▶ _Aim of the task_: First find the line with "panic on error" in the entries below, then set down exactly every line through the line with "let subscriber = if", that line included.

▶ _Data_:
+ + + + + + +

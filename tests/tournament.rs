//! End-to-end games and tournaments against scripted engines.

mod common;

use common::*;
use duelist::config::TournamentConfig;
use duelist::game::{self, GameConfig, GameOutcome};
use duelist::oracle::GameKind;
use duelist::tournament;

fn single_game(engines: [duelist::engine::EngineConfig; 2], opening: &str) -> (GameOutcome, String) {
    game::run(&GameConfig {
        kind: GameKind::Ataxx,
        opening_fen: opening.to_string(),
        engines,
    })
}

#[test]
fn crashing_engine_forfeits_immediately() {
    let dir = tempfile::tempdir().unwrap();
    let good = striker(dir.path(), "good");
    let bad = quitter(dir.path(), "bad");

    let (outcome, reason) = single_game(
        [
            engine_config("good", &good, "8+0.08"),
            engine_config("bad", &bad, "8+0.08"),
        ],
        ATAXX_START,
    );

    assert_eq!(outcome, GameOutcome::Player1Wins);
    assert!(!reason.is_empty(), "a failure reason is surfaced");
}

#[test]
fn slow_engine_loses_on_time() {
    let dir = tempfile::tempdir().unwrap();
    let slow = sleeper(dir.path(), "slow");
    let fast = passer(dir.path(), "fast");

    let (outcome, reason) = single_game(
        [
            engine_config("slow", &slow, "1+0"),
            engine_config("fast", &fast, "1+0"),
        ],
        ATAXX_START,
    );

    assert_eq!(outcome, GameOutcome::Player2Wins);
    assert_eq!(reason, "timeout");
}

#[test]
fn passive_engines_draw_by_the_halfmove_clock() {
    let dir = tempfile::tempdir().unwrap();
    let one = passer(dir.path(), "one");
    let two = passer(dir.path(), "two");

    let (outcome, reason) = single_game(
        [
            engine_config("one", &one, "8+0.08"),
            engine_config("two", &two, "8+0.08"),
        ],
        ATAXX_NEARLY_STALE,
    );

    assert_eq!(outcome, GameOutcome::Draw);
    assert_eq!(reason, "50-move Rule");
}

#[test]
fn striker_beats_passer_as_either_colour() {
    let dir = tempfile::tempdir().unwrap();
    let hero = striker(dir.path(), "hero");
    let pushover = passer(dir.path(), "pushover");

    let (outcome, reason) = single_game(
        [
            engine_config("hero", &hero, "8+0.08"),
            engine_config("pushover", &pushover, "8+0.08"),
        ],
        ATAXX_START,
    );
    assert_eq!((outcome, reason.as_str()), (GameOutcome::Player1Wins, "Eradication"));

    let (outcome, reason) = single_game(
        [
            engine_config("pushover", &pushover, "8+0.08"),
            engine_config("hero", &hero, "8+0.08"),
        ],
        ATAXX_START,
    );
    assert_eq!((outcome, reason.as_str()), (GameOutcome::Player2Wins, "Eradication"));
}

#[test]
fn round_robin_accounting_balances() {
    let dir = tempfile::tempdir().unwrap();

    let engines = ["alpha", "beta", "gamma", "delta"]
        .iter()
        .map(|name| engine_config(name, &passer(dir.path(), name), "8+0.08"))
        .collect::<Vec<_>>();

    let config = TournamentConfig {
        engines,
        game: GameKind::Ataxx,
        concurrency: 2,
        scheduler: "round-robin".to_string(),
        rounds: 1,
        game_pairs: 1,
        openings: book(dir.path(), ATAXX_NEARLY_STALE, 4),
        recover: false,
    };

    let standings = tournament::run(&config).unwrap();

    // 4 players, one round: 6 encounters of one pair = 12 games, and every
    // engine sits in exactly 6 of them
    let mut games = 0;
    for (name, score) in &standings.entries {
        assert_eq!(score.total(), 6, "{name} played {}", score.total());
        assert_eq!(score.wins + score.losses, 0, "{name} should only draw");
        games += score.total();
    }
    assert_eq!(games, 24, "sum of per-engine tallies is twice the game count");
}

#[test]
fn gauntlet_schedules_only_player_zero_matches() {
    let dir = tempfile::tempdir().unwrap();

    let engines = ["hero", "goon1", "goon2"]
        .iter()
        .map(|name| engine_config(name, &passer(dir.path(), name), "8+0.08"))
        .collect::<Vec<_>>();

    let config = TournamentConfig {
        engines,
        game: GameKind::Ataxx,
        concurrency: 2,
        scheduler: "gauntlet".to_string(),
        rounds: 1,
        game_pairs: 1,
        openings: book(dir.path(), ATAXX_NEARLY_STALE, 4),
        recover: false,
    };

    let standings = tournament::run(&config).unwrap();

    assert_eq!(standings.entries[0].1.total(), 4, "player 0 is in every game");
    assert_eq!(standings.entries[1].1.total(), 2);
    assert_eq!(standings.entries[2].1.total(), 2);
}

+ + + + + + +

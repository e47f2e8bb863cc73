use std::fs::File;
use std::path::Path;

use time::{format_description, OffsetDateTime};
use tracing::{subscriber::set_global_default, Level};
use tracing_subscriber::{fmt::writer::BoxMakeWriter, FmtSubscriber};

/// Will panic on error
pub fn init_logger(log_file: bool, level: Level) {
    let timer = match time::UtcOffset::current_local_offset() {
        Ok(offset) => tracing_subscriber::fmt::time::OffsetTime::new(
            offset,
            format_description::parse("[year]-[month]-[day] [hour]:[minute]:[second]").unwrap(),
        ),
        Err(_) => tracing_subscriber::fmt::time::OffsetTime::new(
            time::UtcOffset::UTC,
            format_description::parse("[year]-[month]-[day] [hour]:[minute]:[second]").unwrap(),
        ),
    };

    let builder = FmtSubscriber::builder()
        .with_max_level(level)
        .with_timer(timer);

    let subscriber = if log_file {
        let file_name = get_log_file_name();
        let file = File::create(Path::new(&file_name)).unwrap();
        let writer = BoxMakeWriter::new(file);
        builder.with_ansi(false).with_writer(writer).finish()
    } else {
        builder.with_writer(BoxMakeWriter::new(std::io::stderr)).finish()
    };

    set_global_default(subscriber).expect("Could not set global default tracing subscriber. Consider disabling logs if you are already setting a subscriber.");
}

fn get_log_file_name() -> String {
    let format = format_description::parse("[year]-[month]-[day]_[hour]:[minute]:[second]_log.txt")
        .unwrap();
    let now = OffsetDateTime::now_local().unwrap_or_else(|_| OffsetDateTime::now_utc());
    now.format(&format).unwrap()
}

+ + + + + + +

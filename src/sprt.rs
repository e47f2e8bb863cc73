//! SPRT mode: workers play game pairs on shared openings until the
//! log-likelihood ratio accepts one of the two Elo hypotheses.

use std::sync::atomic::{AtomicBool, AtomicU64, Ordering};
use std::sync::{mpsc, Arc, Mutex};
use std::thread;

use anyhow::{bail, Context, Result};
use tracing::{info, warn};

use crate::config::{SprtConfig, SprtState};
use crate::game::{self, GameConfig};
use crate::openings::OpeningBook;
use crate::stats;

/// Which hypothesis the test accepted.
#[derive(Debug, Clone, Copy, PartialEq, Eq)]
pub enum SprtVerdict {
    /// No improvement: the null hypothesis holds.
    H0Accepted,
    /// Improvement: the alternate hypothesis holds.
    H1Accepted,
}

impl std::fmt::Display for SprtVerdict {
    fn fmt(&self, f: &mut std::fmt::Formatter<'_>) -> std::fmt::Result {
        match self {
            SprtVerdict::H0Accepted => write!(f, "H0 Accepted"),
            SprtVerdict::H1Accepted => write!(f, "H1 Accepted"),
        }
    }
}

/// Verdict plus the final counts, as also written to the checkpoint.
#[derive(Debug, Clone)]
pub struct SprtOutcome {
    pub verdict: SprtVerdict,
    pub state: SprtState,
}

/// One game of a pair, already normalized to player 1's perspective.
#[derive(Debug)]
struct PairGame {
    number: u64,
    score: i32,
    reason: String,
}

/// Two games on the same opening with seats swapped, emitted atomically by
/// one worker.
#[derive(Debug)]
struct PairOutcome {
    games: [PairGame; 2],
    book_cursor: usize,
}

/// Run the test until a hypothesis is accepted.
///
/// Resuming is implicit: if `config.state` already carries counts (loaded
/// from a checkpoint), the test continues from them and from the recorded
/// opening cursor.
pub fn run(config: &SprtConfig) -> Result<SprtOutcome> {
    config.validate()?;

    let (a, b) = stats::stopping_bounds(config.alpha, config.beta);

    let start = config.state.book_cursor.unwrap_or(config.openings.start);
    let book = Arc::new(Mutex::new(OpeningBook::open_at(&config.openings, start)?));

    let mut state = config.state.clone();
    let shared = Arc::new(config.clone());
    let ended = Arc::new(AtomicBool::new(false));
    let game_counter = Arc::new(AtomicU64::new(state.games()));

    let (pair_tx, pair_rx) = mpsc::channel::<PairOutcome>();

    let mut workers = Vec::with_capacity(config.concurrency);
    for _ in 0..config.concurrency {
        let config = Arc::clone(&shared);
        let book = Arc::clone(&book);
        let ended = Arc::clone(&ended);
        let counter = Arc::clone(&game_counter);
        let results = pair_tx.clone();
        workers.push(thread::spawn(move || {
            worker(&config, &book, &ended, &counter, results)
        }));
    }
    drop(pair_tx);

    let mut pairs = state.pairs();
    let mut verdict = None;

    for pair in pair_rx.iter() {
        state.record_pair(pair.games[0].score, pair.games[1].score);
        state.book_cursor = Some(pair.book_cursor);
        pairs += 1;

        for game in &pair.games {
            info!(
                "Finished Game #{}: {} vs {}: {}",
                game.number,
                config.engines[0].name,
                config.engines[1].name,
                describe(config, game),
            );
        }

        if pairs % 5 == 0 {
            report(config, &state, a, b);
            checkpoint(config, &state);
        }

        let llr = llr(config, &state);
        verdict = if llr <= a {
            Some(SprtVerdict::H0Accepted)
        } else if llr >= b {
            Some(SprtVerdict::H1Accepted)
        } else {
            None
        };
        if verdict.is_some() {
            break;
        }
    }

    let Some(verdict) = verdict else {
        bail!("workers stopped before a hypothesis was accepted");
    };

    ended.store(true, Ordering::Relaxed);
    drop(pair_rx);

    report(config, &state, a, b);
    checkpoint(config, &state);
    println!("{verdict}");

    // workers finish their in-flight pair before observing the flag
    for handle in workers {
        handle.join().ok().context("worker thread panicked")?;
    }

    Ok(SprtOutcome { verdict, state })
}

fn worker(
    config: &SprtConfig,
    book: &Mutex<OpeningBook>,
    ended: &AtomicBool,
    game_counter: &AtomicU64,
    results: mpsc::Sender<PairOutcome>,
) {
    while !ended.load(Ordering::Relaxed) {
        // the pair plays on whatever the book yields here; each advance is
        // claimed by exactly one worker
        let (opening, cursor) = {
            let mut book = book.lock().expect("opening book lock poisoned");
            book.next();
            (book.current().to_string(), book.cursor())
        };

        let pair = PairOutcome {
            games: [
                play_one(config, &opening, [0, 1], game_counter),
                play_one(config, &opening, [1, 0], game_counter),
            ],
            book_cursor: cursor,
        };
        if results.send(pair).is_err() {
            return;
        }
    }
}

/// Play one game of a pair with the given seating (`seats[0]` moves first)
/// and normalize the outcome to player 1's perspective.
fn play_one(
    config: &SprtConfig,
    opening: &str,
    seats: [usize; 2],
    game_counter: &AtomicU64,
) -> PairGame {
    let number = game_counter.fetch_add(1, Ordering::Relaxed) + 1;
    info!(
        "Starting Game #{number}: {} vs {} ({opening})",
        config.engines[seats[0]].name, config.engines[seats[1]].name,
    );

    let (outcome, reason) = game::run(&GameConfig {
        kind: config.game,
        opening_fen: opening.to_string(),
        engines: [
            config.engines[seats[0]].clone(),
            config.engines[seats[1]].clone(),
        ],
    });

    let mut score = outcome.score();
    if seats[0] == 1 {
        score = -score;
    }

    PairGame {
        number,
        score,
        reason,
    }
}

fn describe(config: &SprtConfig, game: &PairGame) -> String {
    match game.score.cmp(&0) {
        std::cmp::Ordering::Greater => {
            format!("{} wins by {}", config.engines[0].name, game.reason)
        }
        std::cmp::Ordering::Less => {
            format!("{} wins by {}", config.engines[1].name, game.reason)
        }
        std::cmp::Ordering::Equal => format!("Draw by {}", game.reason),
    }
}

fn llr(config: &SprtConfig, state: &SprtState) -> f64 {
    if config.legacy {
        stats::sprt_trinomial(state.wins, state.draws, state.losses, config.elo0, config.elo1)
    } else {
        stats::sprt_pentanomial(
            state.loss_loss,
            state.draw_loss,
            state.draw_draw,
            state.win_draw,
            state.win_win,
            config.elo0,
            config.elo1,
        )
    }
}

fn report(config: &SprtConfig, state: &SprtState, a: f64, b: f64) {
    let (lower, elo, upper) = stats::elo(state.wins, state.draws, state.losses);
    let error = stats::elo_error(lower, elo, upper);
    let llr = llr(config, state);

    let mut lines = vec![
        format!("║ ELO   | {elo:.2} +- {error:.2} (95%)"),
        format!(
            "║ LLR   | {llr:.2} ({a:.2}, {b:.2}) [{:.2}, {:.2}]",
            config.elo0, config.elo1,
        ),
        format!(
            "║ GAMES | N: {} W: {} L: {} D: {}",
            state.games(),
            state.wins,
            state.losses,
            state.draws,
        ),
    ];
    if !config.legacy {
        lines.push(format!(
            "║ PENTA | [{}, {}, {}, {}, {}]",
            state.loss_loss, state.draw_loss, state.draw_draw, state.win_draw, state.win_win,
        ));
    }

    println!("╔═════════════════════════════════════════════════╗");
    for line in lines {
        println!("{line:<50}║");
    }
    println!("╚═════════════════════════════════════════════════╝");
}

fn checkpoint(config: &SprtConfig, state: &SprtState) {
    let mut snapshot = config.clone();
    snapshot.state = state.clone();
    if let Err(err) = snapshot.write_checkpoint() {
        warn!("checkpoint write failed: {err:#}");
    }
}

+ + + + + + +

▶ _Expected answer_:
/// Will panic on error
pub fn init_logger(log_file: bool, level: Level) {
    let timer = match time::UtcOffset::current_local_offset() {
        Ok(offset) => tracing_subscriber::fmt::time::OffsetTime::new(
            offset,
            format_description::parse("[year]-[month]-[day] [hour]:[minute]:[second]").unwrap(),
        ),
        Err(_) => tracing_subscriber::fmt::time::OffsetTime::new(
            time::UtcOffset::UTC,
            format_description::parse("[year]-[month]-[day] [hour]:[minute]:[second]").unwrap(),
        ),
    };

    let builder = FmtSubscriber::builder()
        .with_max_level(level)
        .with_timer(timer);

    let subscriber = if log_file {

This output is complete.